As you gain confidence in this work, you can bring more and more parts of yourself into the present. There is no need to do them all at once, rather give each one its own moment of reconnection as comes naturally. When we do the Yoga Nidra in a few days, trust what comes up. If a different age or version of you comes forward in the Yoga Nidra, go with it. You will have time to attend to all of them, if you make the time. This first encounter is not only a profound moment of reconnection with a part of yourself, but by rescuing an abandoned part, it is also a way to expand your confidence now in the present, giving you direct experience of being able to stand strong in a space of security and love and wisdom for this smaller younger part. It will become a historic moment in your life when you turn your gaze inward, reaching into yourself with great care and desire for wholeness, the start of a new system of being in your body and mind, a new perspective of how you engage with the outer world. 

Doing this work regularly could look like the following, but of course find what works for you, and be open to an imaginative space to play in — nothing I say is prescriptive — so take this guidance and adjust it as you feel best suits you.

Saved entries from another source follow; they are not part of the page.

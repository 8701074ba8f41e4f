//! The default recovery policy used by the Inspectra client.
//!
//! Wires a manager that retries only network and server failures, narrates
//! retries and breaker transitions through a [`Notifier`] when
//! notifications are enabled, and registers handlers for network errors,
//! timeouts and everything else.

use std::sync::Arc;

use tracing::{error, warn};

use crate::circuit_breaker::{CircuitBreaker, CircuitState};
use crate::classify::{is_network_error, is_server_error, Classify, ErrorKind};
use crate::clock::{Clock, SystemClock};
use crate::config::RecoveryOptions;
use crate::constants::DEFAULT_RETRY_ATTEMPT_CAP;
use crate::error::{ConfigResult, RecoveryError};
use crate::manager::{handler_fn, ErrorRecoveryManager, HandlerKey};
use crate::notify::{Notification, Notifier};
use crate::retry::{RetryConfig, RetryManager};

/// Retry condition of the default policy.
///
/// Only network and server failures are retried, and only while fewer than
/// three attempts have failed, whatever `max_retries` says.
pub fn default_retry_condition<E>(error: &E, attempt: u32, _config: &RetryConfig) -> bool
where
    E: Classify + ?Sized,
{
    attempt < DEFAULT_RETRY_ATTEMPT_CAP && (is_network_error(error) || is_server_error(error))
}

/// Build the default manager.
pub fn create_error_recovery_manager<E>(
    options: RecoveryOptions,
    notifier: Arc<dyn Notifier>,
) -> ConfigResult<ErrorRecoveryManager<E>>
where
    E: Classify + Send + Sync + 'static,
{
    create_error_recovery_manager_with_clock(options, notifier, SystemClock)
}

/// Like [`create_error_recovery_manager`], with the breaker reading time
/// from `clock`.
pub fn create_error_recovery_manager_with_clock<E, C>(
    options: RecoveryOptions,
    notifier: Arc<dyn Notifier>,
    clock: C,
) -> ConfigResult<ErrorRecoveryManager<E, C>>
where
    E: Classify + Send + Sync + 'static,
    C: Clock,
{
    options.validate()?;
    let notify = options.enable_notifications;
    let max_retries = options.retry.max_retries;

    let mut retry = RetryManager::new(options.retry)?
        .with_retry_condition(|error: &RecoveryError<E>, attempt, config: &RetryConfig| {
            default_retry_condition(error, attempt, config)
        });
    let mut breaker = CircuitBreaker::with_clock(options.circuit_breaker, clock)?;

    if notify {
        let on_retry = Arc::clone(&notifier);
        let on_exhausted = Arc::clone(&notifier);
        let on_transition = Arc::clone(&notifier);

        retry = retry
            .on_retry(move |_error: &RecoveryError<E>, attempt| {
                on_retry.notify(Notification::info(
                    "Connection issue",
                    format!("Retrying ({attempt}/{max_retries})"),
                ));
            })
            .on_max_retries_reached(move |_error: &RecoveryError<E>| {
                on_exhausted.notify(Notification::error(
                    "Request failed",
                    "Failed after multiple attempts. Please try again later.",
                ));
            });
        breaker = breaker.on_state_change(move |state| {
            on_transition.notify(state_notification(state));
        });
    }

    let manager = ErrorRecoveryManager::new(retry, breaker);
    register_default_handlers(&manager, notifier, notify);
    Ok(manager)
}

fn state_notification(state: CircuitState) -> Notification {
    match state {
        CircuitState::Open => Notification::error(
            "Service unavailable",
            "Service temporarily unavailable. Requests are paused.",
        ),
        CircuitState::HalfOpen => {
            Notification::info("Reconnecting", "Attempting to restore connection to the service")
        }
        CircuitState::Closed => Notification::success("Connected", "Service restored"),
    }
}

fn register_default_handlers<E, C>(
    manager: &ErrorRecoveryManager<E, C>,
    notifier: Arc<dyn Notifier>,
    notify: bool,
) where
    E: Classify + Send + Sync + 'static,
    C: Clock,
{
    let network_notifier = Arc::clone(&notifier);
    manager.register_error_handler(
        ErrorKind::Network,
        handler_fn(move |error: &RecoveryError<E>, context: &str| {
            warn!(context, error = %error, "Network error");
            if notify {
                network_notifier.notify(Notification::error(
                    "Network error",
                    "Please check your internet connection",
                ));
            }
            Ok(())
        }),
    );

    manager.register_error_handler(
        ErrorKind::Timeout,
        handler_fn(move |error: &RecoveryError<E>, context: &str| {
            warn!(context, error = %error, "Request timed out");
            if notify {
                notifier.notify(Notification::warning(
                    "Request timeout",
                    "The request took too long. Please try again.",
                ));
            }
            Ok(())
        }),
    );

    manager.register_error_handler(
        HandlerKey::Default,
        handler_fn(|error: &RecoveryError<E>, context: &str| {
            error!(context, kind = %error.kind(), error = %error, "Unhandled error");
            Ok(())
        }),
    );
}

Perhaps at night before going to sleep, make some time to check in with your inner children. If you don’t get to do it every night that is ok, and if all you can do is just yell an internal I Love You! That is also ok. But let’s say about 4 nights a week you are able to put aside ten minutes before bed and close your eyes. Maybe you sense that one of your inner children wants a hug and you hold them in your mind’s eye. Pouring love and nurture into them. Perhaps you share soft and supportive words with them, parenting them in the way they needed then and not in the way they received. Maybe you encourage them to do more art or act more feminine or masculine if that is what feels right for them, maybe you let them braid your hair with flowers. This time spent is more valuable than i can ever share in words. You will understand once you begin. It is nuanced, and subtle, and it creates an internal strengthening that will stay with you for life.